アブラハムは信仰の父と呼ばれていますが、アブラハムは信仰によって、救い主の現れの日を思い描いて、喜んだのです。

アブラハムはイエス様を見て喜んだのではなく、救い主の現れの日を思い描いて、喜んだのです。

信仰は現実になった事を喜ぶのではなく、まだ起こっていない未来の事を、現実に起こった事として受け止め、喜ぶのです。

未来に起こる事を、過去の事のように喜ぶ。

これは信仰がなくては出来ない事です。

アブラハムは現実には子どもがいない状態であった、夫婦ともに年を取っており、とても子を産める状態ではなかった、にも関らず、神様の約束を信じたのです。

それが信仰であり、千代に及ぶ祝福を頂きました。

そのアブラハムの信仰を受け継いでいるならば、アブラハムがまだ見ぬ私の日を思って喜んだように、あなた方ユダヤ人こそ、誰よりも、私の現れを喜ぶはずなのではないか、と語り掛けているのです。

ここでもユダヤ人たちはイエス様のことばを誤解して、アブラハムは肉体の目でイエス様を見たのかと理解してしまうのです。

8:57 そこで、ユダヤ人たちはイエスに向かって言った。「あなたはまだ五十歳になっていないのにアブラハムを見たのですか。」

ここで「50歳」と言うのは年齢そのものではなく、ユダヤ人一般で言う「中年」のことです。

分別を心得、客観的に判断出来る年齢を現しており、自己中心でしか考えられない子どもではない事を現すのが「50歳」なのです。

イエス様が公生涯に入られたのは30歳といわれていますが、このユダヤ人たちの言葉は、公生涯の20年目の出来事として記録されているのではなく、

50歳にも満たないのにアブラハムを見たのかと、反論している事に注目しなければなりません。

ユダヤ人たちはイエス様の言葉を正しく聞いていません。

52節でも「死を味わうことがない」を間違って引用しましたが、ここでも、同じ間違いを犯しているのです。

悪意があると何でも、間違って受け止められる事を教えています。

しかし、神様はこのユダヤ人の悪意ある反論を用いて、真理を明かになさいます。

8:58 イエスは彼らに言われた。「まことに、まことに、あなたがたに告げます。アブラハムが生まれる前から、わたしはいるのです。」

8:59 すると彼らは石を取ってイエスに投げつけようとした。しかし、イエスは身を隠して、宮から出て行かれた。

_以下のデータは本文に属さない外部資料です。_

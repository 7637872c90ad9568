use crate::api::ApiClient;
use crate::catalog::SoundDescriptor;
use crate::config::AudioConfig;
use anyhow::{Context, Result};
use magnum::container::ogg::OpusSourceOgg;
use rodio::{Decoder, OutputStream, OutputStreamHandle, Sink, Source};
use std::io::Cursor;
use std::path::{Path, PathBuf};
use std::sync::mpsc::Sender;
use std::sync::{Arc, Mutex, MutexGuard};
use std::thread;
use std::time::Duration;
use url::Url;

#[derive(Debug, Clone, PartialEq, thiserror::Error)]
pub enum PlaybackError {
    #[error("could not load audio asset: {0}")]
    Asset(String),
    #[error("could not decode audio: {0}")]
    Decode(String),
    #[error("audio output unavailable: {0}")]
    Output(String),
    #[error("start was cancelled")]
    Cancelled,
}

/// Outcome of one start request, delivered back to the controller.
#[derive(Debug)]
pub struct StartCompletion {
    pub sound: String,
    pub ticket: u64,
    pub result: Result<(), PlaybackError>,
}

/// Handed to a resource when it is asked to play. The resource resolves it
/// once playback has actually begun or failed, from any thread.
#[derive(Debug)]
pub struct StartTicket {
    sound: String,
    id: u64,
    tx: Sender<StartCompletion>,
}

impl StartTicket {
    pub(crate) fn new(sound: &str, id: u64, tx: Sender<StartCompletion>) -> Self {
        Self {
            sound: sound.to_string(),
            id,
            tx,
        }
    }

    pub fn id(&self) -> u64 {
        self.id
    }

    pub fn sound(&self) -> &str {
        &self.sound
    }

    pub fn resolve(self, result: Result<(), PlaybackError>) {
        let completion = StartCompletion {
            sound: self.sound,
            ticket: self.id,
            result,
        };
        if self.tx.send(completion).is_err() {
            log::debug!("Start completion dropped, controller is gone");
        }
    }
}

pub trait AudioBackend {
    type Resource: AudioResource;

    /// Creates a paused, looping resource bound to the sound's asset.
    fn open(&mut self, sound: &SoundDescriptor) -> Result<Self::Resource, PlaybackError>;
}

pub trait AudioResource {
    fn play(&mut self, volume: f32, ticket: StartTicket);
    fn pause(&mut self);
    /// Moves the playback position back to the start.
    fn rewind(&mut self);
    fn set_volume(&mut self, volume: f32);
}

struct MagnumOggWrapper<R: std::io::Read + std::io::Seek>(OpusSourceOgg<R>);

impl<R: std::io::Read + std::io::Seek> Iterator for MagnumOggWrapper<R> {
    type Item = f32;
    fn next(&mut self) -> Option<Self::Item> {
        self.0.next()
    }
}

impl<R: std::io::Read + std::io::Seek> Source for MagnumOggWrapper<R> {
    fn current_frame_len(&self) -> Option<usize> {
        None
    }

    fn channels(&self) -> u16 {
        2
    }

    fn sample_rate(&self) -> u32 {
        48000
    }

    fn total_duration(&self) -> Option<Duration> {
        None
    }
}

type BoxedSource = Box<dyn Source<Item = f32> + Send>;

#[derive(Debug, Clone)]
enum AssetLocation {
    File(PathBuf),
    Remote(Url),
}

impl AssetLocation {
    fn resolve(client: &ApiClient, file_path: &str) -> Result<Self, PlaybackError> {
        // Server paths are absolute ("/sounds/rain.mp3"), only relative ones
        // may point at a local copy.
        let path = Path::new(file_path);
        if path.is_relative() && path.is_file() {
            return Ok(Self::File(path.to_path_buf()));
        }
        client
            .asset_url(file_path)
            .map(Self::Remote)
            .map_err(|e| PlaybackError::Asset(e.to_string()))
    }

    fn is_opus(&self) -> bool {
        let name = match self {
            Self::File(path) => path.to_string_lossy().to_lowercase(),
            Self::Remote(url) => url.path().to_lowercase(),
        };
        name.ends_with(".opus") || name.ends_with(".webm")
    }
}

#[derive(Default)]
struct LoadState {
    // Bumped by pause/rewind so a load that finishes afterwards is dropped.
    generation: u64,
    bytes: Option<Arc<[u8]>>,
}

impl LoadState {
    fn invalidate(&mut self) {
        self.generation += 1;
    }

    fn is_current(&self, generation: u64) -> bool {
        self.generation == generation
    }
}

fn lock(state: &Mutex<LoadState>) -> MutexGuard<'_, LoadState> {
    match state.lock() {
        Ok(guard) => guard,
        Err(poisoned) => poisoned.into_inner(),
    }
}

pub struct RodioBackend {
    _stream: OutputStream,
    stream_handle: OutputStreamHandle,
    client: ApiClient,
    fade_in: Duration,
    max_asset_bytes: usize,
}

impl RodioBackend {
    pub fn new(client: ApiClient, config: &AudioConfig) -> Result<Self> {
        let (_stream, stream_handle) =
            OutputStream::try_default().context("No audio output device available")?;
        Ok(Self {
            _stream,
            stream_handle,
            client,
            fade_in: Duration::from_millis(config.fade_in_ms),
            max_asset_bytes: config.max_asset_bytes,
        })
    }
}

impl AudioBackend for RodioBackend {
    type Resource = RodioResource;

    fn open(&mut self, sound: &SoundDescriptor) -> Result<RodioResource, PlaybackError> {
        let sink =
            Sink::try_new(&self.stream_handle).map_err(|e| PlaybackError::Output(e.to_string()))?;
        sink.pause();
        let asset = AssetLocation::resolve(&self.client, &sound.file_path)?;
        log::debug!("Opened sink for '{}' bound to {:?}", sound.name, asset);
        Ok(RodioResource {
            name: sound.name.clone(),
            sink: Arc::new(sink),
            asset,
            state: Arc::new(Mutex::new(LoadState::default())),
            client: self.client.clone(),
            fade_in: self.fade_in,
            max_bytes: self.max_asset_bytes,
        })
    }
}

/// One rodio sink per sound. The asset bytes are fetched on first start and
/// kept, so later starts only decode again.
pub struct RodioResource {
    name: String,
    sink: Arc<Sink>,
    asset: AssetLocation,
    state: Arc<Mutex<LoadState>>,
    client: ApiClient,
    fade_in: Duration,
    max_bytes: usize,
}

impl AudioResource for RodioResource {
    fn play(&mut self, volume: f32, ticket: StartTicket) {
        self.sink.set_volume(volume);

        // Every stop rewinds, so each start decodes a fresh source.
        let generation = lock(&self.state).generation;

        log::debug!("Loading '{}' for start #{}", self.name, ticket.id());
        let name = self.name.clone();
        let sink = Arc::clone(&self.sink);
        let state = Arc::clone(&self.state);
        let asset = self.asset.clone();
        let client = self.client.clone();
        let fade_in = self.fade_in;
        let max_bytes = self.max_bytes;

        thread::spawn(move || {
            let source = asset_bytes(&state, &asset, &client, max_bytes)
                .and_then(|bytes| decode(&name, &asset, bytes));

            let source = match source {
                Ok(source) => source,
                Err(e) => {
                    log::error!("Failed to load '{}': {}", ticket.sound(), e);
                    ticket.resolve(Err(e));
                    return;
                }
            };

            let guard = lock(&state);
            if !guard.is_current(generation) {
                log::debug!("Dropping stale load for '{}'", name);
                drop(guard);
                ticket.resolve(Err(PlaybackError::Cancelled));
                return;
            }
            sink.append(source.repeat_infinite().fade_in(fade_in));
            sink.play();
            drop(guard);
            log::info!("Started playing '{}'", name);
            ticket.resolve(Ok(()));
        });
    }

    fn pause(&mut self) {
        lock(&self.state).invalidate();
        self.sink.pause();
    }

    fn rewind(&mut self) {
        // Dropping the queued source is the only rewind every decoder supports;
        // the cached bytes make the next start cheap.
        lock(&self.state).invalidate();
        self.sink.clear();
    }

    fn set_volume(&mut self, volume: f32) {
        self.sink.set_volume(volume);
    }
}

fn asset_bytes(
    state: &Mutex<LoadState>,
    asset: &AssetLocation,
    client: &ApiClient,
    max_bytes: usize,
) -> Result<Arc<[u8]>, PlaybackError> {
    if let Some(bytes) = lock(state).bytes.clone() {
        return Ok(bytes);
    }

    let bytes: Arc<[u8]> = match asset {
        AssetLocation::File(path) => std::fs::read(path)
            .map_err(|e| PlaybackError::Asset(format!("{}: {}", path.display(), e)))?
            .into(),
        AssetLocation::Remote(url) => {
            log::debug!("Fetching asset {}", url);
            client
                .fetch_asset(url, max_bytes)
                .map_err(|e| PlaybackError::Asset(format!("{}: {}", url, e)))?
                .into()
        }
    };

    lock(state).bytes = Some(Arc::clone(&bytes));
    Ok(bytes)
}

fn decode(name: &str, asset: &AssetLocation, bytes: Arc<[u8]>) -> Result<BoxedSource, PlaybackError> {
    if asset.is_opus() {
        log::info!("Attempting to use Magnum (Opus) decoder for '{}'", name);
        match OpusSourceOgg::new(Cursor::new(Arc::clone(&bytes))) {
            Ok(decoder) => return Ok(Box::new(MagnumOggWrapper(decoder))),
            Err(e) => {
                log::error!("Magnum decoder failed: {:?}. Falling back to Rodio.", e);
            }
        }
    }

    let decoder_result = std::panic::catch_unwind(std::panic::AssertUnwindSafe(move || {
        Decoder::new(Cursor::new(bytes))
    }));

    match decoder_result {
        Ok(Ok(d)) => Ok(Box::new(d.convert_samples())),
        Ok(Err(e)) => {
            log::error!("Failed to create decoder for '{}': {}", name, e);
            Err(PlaybackError::Decode(e.to_string()))
        }
        Err(_) => {
            log::error!("Decoder PANICKED for '{}'.", name);
            Err(PlaybackError::Decode("decoder panicked".to_string()))
        }
    }
}

#[cfg(test)]
pub(crate) mod fake {
    //! In-memory backend that records what the controller asked for.

    use super::*;
    use std::cell::RefCell;
    use std::collections::{HashMap, HashSet};
    use std::rc::Rc;

    #[derive(Default)]
    pub struct FakeState {
        pub opened: Vec<String>,
        pub unpaused: HashSet<String>,
        pub volumes: HashMap<String, f32>,
        pub rewinds: HashMap<String, usize>,
        pub failing: HashSet<String>,
        pub fail_open: HashSet<String>,
        /// When set, successful starts are held until `release` is called.
        pub deferred: bool,
        pub held: Vec<StartTicket>,
    }

    #[derive(Clone, Default)]
    pub struct FakeBackend {
        pub state: Rc<RefCell<FakeState>>,
    }

    impl FakeBackend {
        pub fn is_unpaused(&self, name: &str) -> bool {
            self.state.borrow().unpaused.contains(name)
        }

        pub fn volume(&self, name: &str) -> Option<f32> {
            self.state.borrow().volumes.get(name).copied()
        }

        pub fn rewinds(&self, name: &str) -> usize {
            self.state.borrow().rewinds.get(name).copied().unwrap_or(0)
        }

        pub fn fail(&self, name: &str) {
            self.state.borrow_mut().failing.insert(name.to_string());
        }

        pub fn defer(&self) {
            self.state.borrow_mut().deferred = true;
        }

        /// Resolves every held start as a success, unpausing the resource the
        /// way a late-finishing load would.
        pub fn release(&self) {
            let held: Vec<StartTicket> = std::mem::take(&mut self.state.borrow_mut().held);
            for ticket in held {
                self.state
                    .borrow_mut()
                    .unpaused
                    .insert(ticket.sound().to_string());
                ticket.resolve(Ok(()));
            }
        }
    }

    pub struct FakeResource {
        name: String,
        state: Rc<RefCell<FakeState>>,
    }

    impl AudioBackend for FakeBackend {
        type Resource = FakeResource;

        fn open(&mut self, sound: &SoundDescriptor) -> Result<FakeResource, PlaybackError> {
            let mut state = self.state.borrow_mut();
            if state.fail_open.contains(&sound.name) {
                return Err(PlaybackError::Output("no sink".to_string()));
            }
            state.opened.push(sound.name.clone());
            Ok(FakeResource {
                name: sound.name.clone(),
                state: Rc::clone(&self.state),
            })
        }
    }

    impl AudioResource for FakeResource {
        fn play(&mut self, volume: f32, ticket: StartTicket) {
            let mut state = self.state.borrow_mut();
            state.volumes.insert(self.name.clone(), volume);
            if state.failing.contains(&self.name) {
                drop(state);
                ticket.resolve(Err(PlaybackError::Asset("404".to_string())));
            } else if state.deferred {
                state.held.push(ticket);
            } else {
                state.unpaused.insert(self.name.clone());
                drop(state);
                ticket.resolve(Ok(()));
            }
        }

        fn pause(&mut self) {
            self.state.borrow_mut().unpaused.remove(&self.name);
        }

        fn rewind(&mut self) {
            *self
                .state
                .borrow_mut()
                .rewinds
                .entry(self.name.clone())
                .or_default() += 1;
        }

        fn set_volume(&mut self, volume: f32) {
            self.state
                .borrow_mut()
                .volumes
                .insert(self.name.clone(), volume);
        }
    }
}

この「わたしはいるのです」は非常に有名な言葉であり、ギリシャ語で「エゴー・エイミー」であり、直訳は「わたしはある」であり、神様がご自身をモーセに現された時、ご自身を紹介した言葉と全く同じなのです。

この言葉は出エジプト記314節に記されています。

即ち、神様がご自身を現された言葉であり、イエス様がこの言葉を語られたのは、ご自身を神と宣言された事となるのです。

「わたしはある」

簡潔ですが、重要な真理が込められています。

神は唯一であり、不変であり、永遠であり、無限であり、何にも依存しない、独立の存在なのです。

この言葉は聞き漏らしたり、聞き違えたりする言葉ではありません。

ユダヤ人たちは、神様がご自身を現した言葉を、イエス様が語った事に激怒し、激情に駆られて、イエス様を石打にして、殺そうとします。

しかし、イエス様は「身を隠して」宮を出て行かれました。

この「身を隠して」の直訳は「隠されて」です。

即ち、イエス様はご自身で身を隠して宮を出て行かれたのではなく、どなたかかによって「隠されて」宮を後にしたのです。

ここにも神様の守りを見る事が出来ます。

神様のご計画の時でなければ、十字架以外の方法でイエス様が死なれる事はないのです。

ご自分の住まいを追い出される悲しみは計り知れないものがあったでしょうが、ここでもイエス様は神様に従順であり、神様の取り扱われるように従い、神様の導きで宮を出て行かれたのです。

【適応】

数回に分けて、イエス様の属性について学んで来ましたが、今日イエス様の本質について学びました。

イエス様は神様そのものである、と言う事です。

「わたしはある」「エゴー・エイミー」との宣言は、何より重要です。

イエス様の本質を直接、正確に表現しているからです。

素晴らしい預言者であり、神に従う生き方のお手本でもあり、お祈りの執り成し手でもあり、アブラハムより偉大なお方でもありますが、それが重要なのではありません。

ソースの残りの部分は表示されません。